**Required work:** For each line below with the word "mars", write out a copy.

**** Data for processing

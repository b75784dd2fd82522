//! Text extraction through an Apache Tika server.
//!
//! Each document is sent twice: once to `PUT /meta` for its metadata (title, content type) and
//! once to `PUT /tika` for the plain-text body. Both calls share the transient-failure retry
//! policy.

use crate::config::Config;
use crate::retry::RetryPolicy;
use async_trait::async_trait;
use reqwest::{Client, Method, StatusCode, header::ACCEPT};
use serde_json::{Map, Value};
use std::path::Path;
use std::time::Duration;
use thiserror::Error;

const META_TIMEOUT: Duration = Duration::from_secs(120);
const TEXT_TIMEOUT: Duration = Duration::from_secs(300);

/// Errors raised while extracting text from a document.
#[derive(Debug, Error)]
pub enum TikaError {
    /// Source file could not be read.
    #[error("Failed to read {path}: {source}")]
    Io {
        /// File that failed to load.
        path: String,
        /// Underlying filesystem error.
        #[source]
        source: std::io::Error,
    },
    /// HTTP layer failed before receiving a response.
    #[error("HTTP request failed: {0}")]
    Http(#[from] reqwest::Error),
    /// Tika responded with an unexpected status code.
    #[error("Unexpected Tika response ({status}): {body}")]
    UnexpectedStatus {
        /// HTTP status returned from Tika.
        status: StatusCode,
        /// Body payload associated with the failing response.
        body: String,
    },
}

impl TikaError {
    /// Whether another attempt could reasonably succeed.
    pub fn is_transient(&self) -> bool {
        match self {
            Self::Http(err) => err.is_timeout() || err.is_connect() || err.is_request(),
            Self::UnexpectedStatus { status, .. } => {
                status.is_server_error() || *status == StatusCode::TOO_MANY_REQUESTS
            }
            Self::Io { .. } => false,
        }
    }
}

/// Text and metadata extracted from a single document.
#[derive(Debug, Clone, Default, PartialEq, Eq)]
pub struct Extraction {
    /// Document title, falling back to the file stem.
    pub title: String,
    /// Plain-text body.
    pub content: String,
    /// Detected MIME type, empty when unknown.
    pub media_type: String,
}

/// Interface implemented by text extraction backends.
#[async_trait]
pub trait ExtractionClient: Send + Sync {
    /// Extract the text body and metadata of the file at `path`.
    async fn extract(&self, path: &Path) -> Result<Extraction, TikaError>;
}

/// HTTP client for a Tika server.
pub struct TikaClient {
    pub(crate) http: Client,
    pub(crate) base_url: String,
    pub(crate) retry: RetryPolicy,
}

impl TikaClient {
    /// Construct a client for the configured Tika server.
    pub fn new(config: &Config) -> Result<Self, TikaError> {
        let http = Client::builder().user_agent("ndf-search/0.1").build()?;
        let base_url = config.tika_url.trim_end_matches('/').to_string();
        tracing::debug!(url = %base_url, "Initialized Tika HTTP client");
        Ok(Self {
            http,
            base_url,
            retry: RetryPolicy::default(),
        })
    }

    /// Check that the Tika server answers.
    pub async fn probe(&self) -> Result<(), TikaError> {
        let response = self
            .http
            .get(format!("{}/tika", self.base_url))
            .timeout(Duration::from_secs(5))
            .send()
            .await?;
        ensure_success(response).await.map(|_| ())
    }

    async fn put_document(
        &self,
        endpoint: &str,
        accept: &'static str,
        bytes: &[u8],
        timeout: Duration,
    ) -> Result<String, TikaError> {
        let url = format!("{}/{endpoint}", self.base_url);
        self.retry
            .run(
                endpoint,
                || {
                    let request = self
                        .http
                        .request(Method::PUT, &url)
                        .header(ACCEPT, accept)
                        .timeout(timeout)
                        .body(bytes.to_vec());
                    async move { ensure_success(request.send().await?).await }
                },
                TikaError::is_transient,
            )
            .await
    }
}

#[async_trait]
impl ExtractionClient for TikaClient {
    async fn extract(&self, path: &Path) -> Result<Extraction, TikaError> {
        let bytes = tokio::fs::read(path).await.map_err(|source| TikaError::Io {
            path: path.display().to_string(),
            source,
        })?;

        let raw_meta = self
            .put_document("meta", "application/json", &bytes, META_TIMEOUT)
            .await?;
        let metadata = match serde_json::from_str::<Value>(&raw_meta) {
            Ok(Value::Object(map)) => map,
            _ => {
                tracing::debug!(path = %path.display(), "Tika metadata was not a JSON object");
                Map::new()
            }
        };

        let content = self
            .put_document("tika", "text/plain", &bytes, TEXT_TIMEOUT)
            .await?;

        Ok(Extraction {
            title: metadata_title(&metadata).unwrap_or_else(|| file_stem(path)),
            content,
            media_type: metadata_media_type(&metadata).unwrap_or_default(),
        })
    }
}

async fn ensure_success(response: reqwest::Response) -> Result<String, TikaError> {
    let status = response.status();
    if status.is_success() {
        Ok(response.text().await?)
    } else {
        let body = response.text().await.unwrap_or_default();
        Err(TikaError::UnexpectedStatus { status, body })
    }
}

/// First non-empty string stored under `key`; Tika reports repeated keys as arrays.
fn metadata_string(metadata: &Map<String, Value>, key: &str) -> Option<String> {
    let found = match metadata.get(key)? {
        Value::Array(values) => values
            .iter()
            .filter_map(Value::as_str)
            .map(str::trim)
            .find(|value| !value.is_empty()),
        other => other.as_str().map(str::trim).filter(|value| !value.is_empty()),
    };
    found.map(str::to_string)
}

fn metadata_title(metadata: &Map<String, Value>) -> Option<String> {
    metadata_string(metadata, "title").or_else(|| metadata_string(metadata, "dc:title"))
}

fn metadata_media_type(metadata: &Map<String, Value>) -> Option<String> {
    metadata_string(metadata, "Content-Type")
        .or_else(|| metadata_string(metadata, "Content-Type-Parsed"))
}

/// File name without its extension.
pub fn file_stem(path: &Path) -> String {
    path.file_stem()
        .map(|stem| stem.to_string_lossy().into_owned())
        .unwrap_or_default()
}

#[cfg(test)]
mod tests {
    use super::*;
    use httpmock::{
        Method::{GET, PUT},
        MockServer,
    };
    use serde_json::json;
    use std::io::Write;

    fn client_for(server: &MockServer) -> TikaClient {
        TikaClient {
            http: Client::builder()
                .user_agent("ndf-search-test")
                .build()
                .expect("client"),
            base_url: server.base_url(),
            retry: RetryPolicy {
                max_attempts: 2,
                initial_delay: Duration::from_millis(1),
                max_delay: Duration::from_millis(1),
            },
        }
    }

    fn sample_file(name: &str) -> (tempfile::TempDir, std::path::PathBuf) {
        let dir = tempfile::tempdir().expect("temp dir");
        let path = dir.path().join(name);
        let mut file = std::fs::File::create(&path).expect("create");
        file.write_all(b"%PDF-1.4 sample").expect("write");
        (dir, path)
    }

    #[tokio::test]
    async fn extract_combines_metadata_and_text() {
        let server = MockServer::start_async().await;
        let meta = server
            .mock_async(|when, then| {
                when.method(PUT)
                    .path("/meta")
                    .header("accept", "application/json")
                    .body("%PDF-1.4 sample");
                then.status(200).json_body(json!({
                    "dc:title": "  Note de frais mars  ",
                    "Content-Type": "application/pdf"
                }));
            })
            .await;
        let text = server
            .mock_async(|when, then| {
                when.method(PUT).path("/tika").header("accept", "text/plain");
                then.status(200).body("Taxi 42 EUR");
            })
            .await;

        let (_dir, path) = sample_file("facture.pdf");
        let extraction = client_for(&server).extract(&path).await.expect("extract");

        meta.assert();
        text.assert();
        assert_eq!(
            extraction,
            Extraction {
                title: "Note de frais mars".into(),
                content: "Taxi 42 EUR".into(),
                media_type: "application/pdf".into(),
            }
        );
    }

    #[tokio::test]
    async fn extract_falls_back_to_file_stem_without_metadata() {
        let server = MockServer::start_async().await;
        server
            .mock_async(|when, then| {
                when.method(PUT).path("/meta");
                then.status(200).body("not json");
            })
            .await;
        server
            .mock_async(|when, then| {
                when.method(PUT).path("/tika");
                then.status(200).body("");
            })
            .await;

        let (_dir, path) = sample_file("releve.xlsx");
        let extraction = client_for(&server).extract(&path).await.expect("extract");

        assert_eq!(extraction.title, "releve");
        assert_eq!(extraction.media_type, "");
        assert_eq!(extraction.content, "");
    }

    #[tokio::test]
    async fn extract_retries_then_reports_server_errors() {
        let server = MockServer::start_async().await;
        let meta = server
            .mock_async(|when, then| {
                when.method(PUT).path("/meta");
                then.status(500).body("parser crashed");
            })
            .await;

        let (_dir, path) = sample_file("broken.doc");
        let error = client_for(&server)
            .extract(&path)
            .await
            .expect_err("should fail");

        meta.assert_hits(2);
        assert!(matches!(error, TikaError::UnexpectedStatus { .. }));
    }

    #[tokio::test]
    async fn extract_reports_missing_file() {
        let server = MockServer::start_async().await;
        let error = client_for(&server)
            .extract(Path::new("/no/such/file.pdf"))
            .await
            .expect_err("should fail");
        assert!(matches!(error, TikaError::Io { .. }));
        assert!(!error.is_transient());
    }

    #[tokio::test]
    async fn probe_hits_tika_endpoint() {
        let server = MockServer::start_async().await;
        let mock = server
            .mock_async(|when, then| {
                when.method(GET).path("/tika");
                then.status(200).body("This is Tika Server.");
            })
            .await;

        client_for(&server).probe().await.expect("probe");
        mock.assert();
    }

    #[test]
    fn metadata_title_accepts_arrays_and_skips_blanks() {
        let metadata = json!({ "title": ["", "Budget"], "dc:title": "ignored" });
        let map = metadata.as_object().expect("object");
        assert_eq!(metadata_title(map).as_deref(), Some("Budget"));

        let blank = json!({ "title": "   ", "dc:title": "Rapport" });
        assert_eq!(
            metadata_title(blank.as_object().expect("object")).as_deref(),
            Some("Rapport")
        );
    }
}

********

**Response to this task:**
                    "dc:title": "  Note de frais mars  ",
                title: "Note de frais mars".into(),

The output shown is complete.